→ EXERCISE DIRECTIONS
Repeat verbatim, and only, the lines of the data below, beginning at the line that contains "let router = Arc::new(ReplyRouter::default());" and stopping after the line that contains "let (wake, wake_recv)".

:: THE DATA

//! The core on-demand retrieval module.
//!
//! Turns a caller's [Query] into a [Request] bound to a trusted root,
//! answers it from the verified item store when possible, and otherwise
//! hands it to the retrieve manager, which fetches it from peers through
//! the request distributor.
//!
//! Header-bound queries take their root straight from the header the caller
//! already trusts. Helper trie queries (canonical headers and bloom bits of
//! old sections) look up the section root at the chain indexer, and fail
//! with [LodrError::NoTrustedRoot] without any network traffic if the
//! indexer has no confirmed root yet.

use distributor::{Distributor, WakeOnChange};
use lodr_api::*;
use retrieve::RetrieveManager;
use router::ReplyRouter;
use std::sync::Arc;

mod distributor;
mod retrieve;
mod router;
mod verify;

/// CoreOdr configuration types.
pub mod config {
    /// Configuration parameters for [CoreOdrFactory](super::CoreOdrFactory).
    #[derive(Debug, Clone, serde::Serialize, serde::Deserialize)]
    #[serde(rename_all = "camelCase", default)]
    pub struct CoreOdrConfig {
        /// Base time a peer gets to answer, scaled per request kind.
        /// Default: 3s.
        pub request_timeout_ms: u32,

        /// Maximum number of outstanding requests per peer. Default: 4.
        pub max_in_flight_per_peer: usize,

        /// How long a request that ran out of untried peers waits for a
        /// new eligible peer before giving up. Default: 1s.
        pub peer_wait_grace_ms: u32,

        /// Blocks per canonical hash trie section. Default: 32768.
        pub cht_section_size: u64,

        /// Blocks per bloom trie section. Default: 32768.
        pub bloom_trie_section_size: u64,
    }

    impl Default for CoreOdrConfig {
        fn default() -> Self {
            Self {
                request_timeout_ms: 3_000,
                max_in_flight_per_peer: 4,
                peer_wait_grace_ms: 1_000,
                cht_section_size: 32_768,
                bloom_trie_section_size: 32_768,
            }
        }
    }

    impl CoreOdrConfig {
        /// The base request timeout as a [std::time::Duration].
        pub fn request_timeout(&self) -> std::time::Duration {
            std::time::Duration::from_millis(self.request_timeout_ms as u64)
        }

        /// The peer wait grace as a [std::time::Duration].
        pub fn peer_wait_grace(&self) -> std::time::Duration {
            std::time::Duration::from_millis(self.peer_wait_grace_ms as u64)
        }
    }

    /// Module-level configuration for CoreOdr.
    #[derive(Debug, Default, Clone, serde::Serialize, serde::Deserialize)]
    #[serde(rename_all = "camelCase", default)]
    pub struct CoreOdrModConfig {
        /// CoreOdr configuration.
        pub core_odr: CoreOdrConfig,
    }
}

pub use config::*;

/// A production-ready odr module.
#[derive(Debug)]
pub struct CoreOdrFactory {}

impl CoreOdrFactory {
    /// Construct a new CoreOdrFactory.
    pub fn create() -> DynOdrFactory {
        Arc::new(Self {})
    }
}

impl OdrFactory for CoreOdrFactory {
    fn default_config(&self, config: &mut lodr_api::config::Config) -> LodrResult<()> {
        config.set_module_config(&CoreOdrModConfig::default())?;
        Ok(())
    }

    fn validate_config(&self, config: &lodr_api::config::Config) -> LodrResult<()> {
        let config: CoreOdrModConfig = config.get_module_config()?;
        let config = config.core_odr;
        if config.request_timeout_ms == 0 {
            return Err(LodrError::other(
                "coreOdr.requestTimeoutMs must be positive",
            ));
        }
        if config.max_in_flight_per_peer == 0 {
            return Err(LodrError::other(
                "coreOdr.maxInFlightPerPeer must be positive",
            ));
        }
        if config.cht_section_size == 0 || config.bloom_trie_section_size == 0 {
            return Err(LodrError::other(
                "coreOdr section sizes must be positive",
            ));
        }
        Ok(())
    }

    fn create(
        &self,
        builder: Arc<builder::Builder>,
        peer_registry: DynPeerRegistry,
        server_pool: DynServerPool,
        item_store: DynItemStore,
        transport: DynTransport,
        indexer: DynChainIndexer,
    ) -> BoxFut<'static, LodrResult<DynOdr>> {
        Box::pin(async move {
            let config: CoreOdrModConfig =
                builder.config.get_module_config()?;
            let out: DynOdr = Arc::new(CoreOdr::new(
                config.core_odr,
                peer_registry,
                server_pool,
                item_store,
                transport,
                indexer,
            ));
            Ok(out)
        })
    }
}

/// Keeps the server pool informed about peers coming and going.
#[derive(Debug)]
struct PoolFeed(DynServerPool);

impl PeerEventHandler for PoolFeed {
    fn peer_registered(&self, info: &PeerInfo) {
        if let Some(addr) = &info.addr {
            self.0.connected(addr);
        }
    }

    fn peer_removed(&self, info: &PeerInfo, reason: RemoveReason) {
        if let Some(addr) = &info.addr {
            self.0.disconnected(addr, reason == RemoveReason::Evicted);
        }
    }
}

#[derive(Debug)]
struct CoreOdr {
    config: CoreOdrConfig,
    manager: Arc<RetrieveManager>,
    indexer: DynChainIndexer,
}

impl CoreOdr {
    fn new(
        config: CoreOdrConfig,
        peer_registry: DynPeerRegistry,
        server_pool: DynServerPool,
        item_store: DynItemStore,
        transport: DynTransport,
        indexer: DynChainIndexer,
    ) -> Self {
        let router = Arc::new(ReplyRouter::default());
        transport.register_handler(router.clone());
        peer_registry.register_handler(router.clone());

        let (wake, wake_recv) = WakeOnChange::new();
        peer_registry.register_handler(Arc::new(wake));
        peer_registry.register_handler(Arc::new(PoolFeed(server_pool)));

        let dist = Arc::new(Distributor::new(
            peer_registry,
            transport,
            router,
            wake_recv,
            config.max_in_flight_per_peer,
            config.request_timeout(),
        ));
        let manager = Arc::new(RetrieveManager::new(
            dist,
            item_store,
            config.peer_wait_grace(),
        ));

        Self {
            config,
            manager,
            indexer,
        }
    }

    async fn section_root(
        &self,
        cancel: &CancellationToken,
        kind: HelperTrieKind,
        section: u64,
    ) -> LodrResult<Hash> {
        let found = tokio::select! {
            r = self.indexer.trusted_root(kind, section) => r?,
            _ = cancel.cancelled() => return Err(LodrError::Canceled),
        };
        match found {
            Some(r) if r.confirmed && r.section == section => Ok(r.root),
            _ => Err(LodrError::NoTrustedRoot { kind, section }),
        }
    }

    /// Bind a query to the trusted root it will be verified against.
    async fn to_request(
        &self,
        cancel: &CancellationToken,
        query: &Query,
    ) -> LodrResult<Request> {
        Ok(match query {
            Query::Headers {
                anchor,
                anchor_number,
                count,
            } => {
                // every count fits below the top block
                let available = anchor_number.saturating_add(1);
                if *count == 0 || *count > available {
                    return Err(LodrError::other(format!(
                        "invalid header range: {count} headers ending at {anchor_number}"
                    )));
                }
                Request::HeaderRange {
                    anchor: *anchor,
                    anchor_number: *anchor_number,
                    count: *count,
                }
            }
            Query::Body(header) => Request::Body {
                block_hash: header.hash(),
                block_number: header.number,
                transactions_root: header.transactions_root,
                ommers_hash: header.ommers_hash,
            },
            Query::Receipts(header) => Request::Receipts {
                block_hash: header.hash(),
                block_number: header.number,
                receipts_root: header.receipts_root,
            },
            Query::Account { header, key } => Request::StateProof {
                block_hash: header.hash(),
                block_number: header.number,
                root: header.state_root,
                key: key.clone(),
            },
            Query::Storage {
                header,
                storage_root,
                key,
            } => Request::StateProof {
                block_hash: header.hash(),
                block_number: header.number,
                root: *storage_root,
                key: key.clone(),
            },
            Query::Code { header, code_hash } => Request::Code {
                block_hash: header.hash(),
                block_number: header.number,
                code_hash: *code_hash,
            },
            Query::CanonicalHeader { number } => {
                let size = self.config.cht_section_size;
                let section = number / size;
                let min_head = section_end(section, size)?;
                let root = self
                    .section_root(cancel, HelperTrieKind::Cht, section)
                    .await?;
                Request::HelperTrieProof {
                    kind: HelperTrieKind::Cht,
                    section,
                    root,
                    key: cht_key(*number),
                    min_head,
                }
            }
            Query::BloomBits { bit, section } => {
                let size = self.config.bloom_trie_section_size;
                let min_head = section_end(*section, size)?;
                let root = self
                    .section_root(cancel, HelperTrieKind::BloomTrie, *section)
                    .await?;
                Request::HelperTrieProof {
                    kind: HelperTrieKind::BloomTrie,
                    section: *section,
                    root,
                    key: bloom_trie_key(*bit, *section),
                    min_head,
                }
            }
        })
    }
}

/// The last block number of `section`.
fn section_end(section: u64, size: u64) -> LodrResult<u64> {
    section
        .checked_add(1)
        .and_then(|n| n.checked_mul(size))
        .map(|n| n - 1)
        .ok_or_else(|| {
            LodrError::other(format!(
                "section {section} of size {size} is past the last block"
            ))
        })
}

impl Odr for CoreOdr {
    fn retrieve(
        &self,
        cancel: CancellationToken,
        query: Query,
    ) -> BoxFut<'_, LodrResult<Verified>> {
        Box::pin(async move {
            if cancel.is_cancelled() {
                return Err(LodrError::Canceled);
            }

            if let Query::Code { code_hash, .. } = &query {
                if *code_hash == Hash::digest(b"") {
                    return Ok(Verified::Code(bytes::Bytes::new()));
                }
            }

            let request = self.to_request(&cancel, &query).await?;
            self.manager.retrieve(cancel, request, verify::verify).await
        })
    }
}

#[cfg(test)]
mod test;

::::

→ EXPECTED ANSWER
        let router = Arc::new(ReplyRouter::default());
        transport.register_handler(router.clone());
        peer_registry.register_handler(router.clone());

        let (wake, wake_recv) = WakeOnChange::new();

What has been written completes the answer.